• _THE PROBLEM_: Search the data below for the word "predicate" and copy each line that holds it.

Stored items
********************
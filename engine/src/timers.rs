//! Virtual-clock timer set.
//!
//! Owners push elapsed time in with [`TimerSet::pop_due`]/[`TimerSet::settle`]
//! from their frame tick; nothing here touches the wall clock. Cancelling is
//! just removal, so a cancelled timer can never fire late.

use std::time::Duration;

#[derive(Debug)]
struct Timer<A> {
    /// Scheduling order, used to break ties between timers due at the same instant.
    seq: u64,
    due: Duration,
    action: A,
}

#[derive(Debug)]
pub struct TimerSet<A> {
    now: Duration,
    next_seq: u64,
    pending: Vec<Timer<A>>,
}

impl<A> Default for TimerSet<A> {
    fn default() -> Self {
        Self::new()
    }
}

impl<A> TimerSet<A> {
    #[must_use]
    pub fn new() -> Self {
        Self {
            now: Duration::ZERO,
            next_seq: 0,
            pending: Vec::new(),
        }
    }

    /// Virtual time since the set was created.
    #[must_use]
    pub fn now(&self) -> Duration {
        self.now
    }

    pub fn schedule_after(&mut self, delay: Duration, action: A) {
        let seq = self.next_seq;
        self.next_seq += 1;
        self.pending.push(Timer {
            seq,
            due: self.now.saturating_add(delay),
            action,
        });
    }

    /// Cancel every pending timer whose action matches. Returns how many were dropped.
    pub fn cancel_where(&mut self, mut predicate: impl FnMut(&A) -> bool) -> usize {
        let before = self.pending.len();
        self.pending.retain(|t| !predicate(&t.action));
        before - self.pending.len()
    }

    pub fn cancel_all(&mut self) -> usize {
        let dropped = self.pending.len();
        self.pending.clear();
        dropped
    }

    #[must_use]
    pub fn is_empty(&self) -> bool {
        self.pending.is_empty()
    }

    #[must_use]
    pub fn len(&self) -> usize {
        self.pending.len()
    }

    /// Remove and return the earliest timer due at or before `deadline`.
    ///
    /// The clock moves to that timer's due time, so anything scheduled while
    /// handling it is measured from when it fired, not from `deadline`.
    /// Timers due at the same instant fire in scheduling order.
    pub fn pop_due(&mut self, deadline: Duration) -> Option<A> {
        let index = self
            .pending
            .iter()
            .enumerate()
            .filter(|(_, t)| t.due <= deadline)
            .min_by_key(|(_, t)| (t.due, t.seq))
            .map(|(i, _)| i)?;
        let timer = self.pending.remove(index);
        self.now = self.now.max(timer.due);
        Some(timer.action)
    }

    /// Move the clock to `deadline` once every due timer has been popped.
    pub fn settle(&mut self, deadline: Duration) {
        self.now = self.now.max(deadline);
    }
}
********************
• _RESPONSE AREA_:
    pub fn cancel_where(&mut self, mut predicate: impl FnMut(&A) -> bool) -> usize {
        self.pending.retain(|t| !predicate(&t.action));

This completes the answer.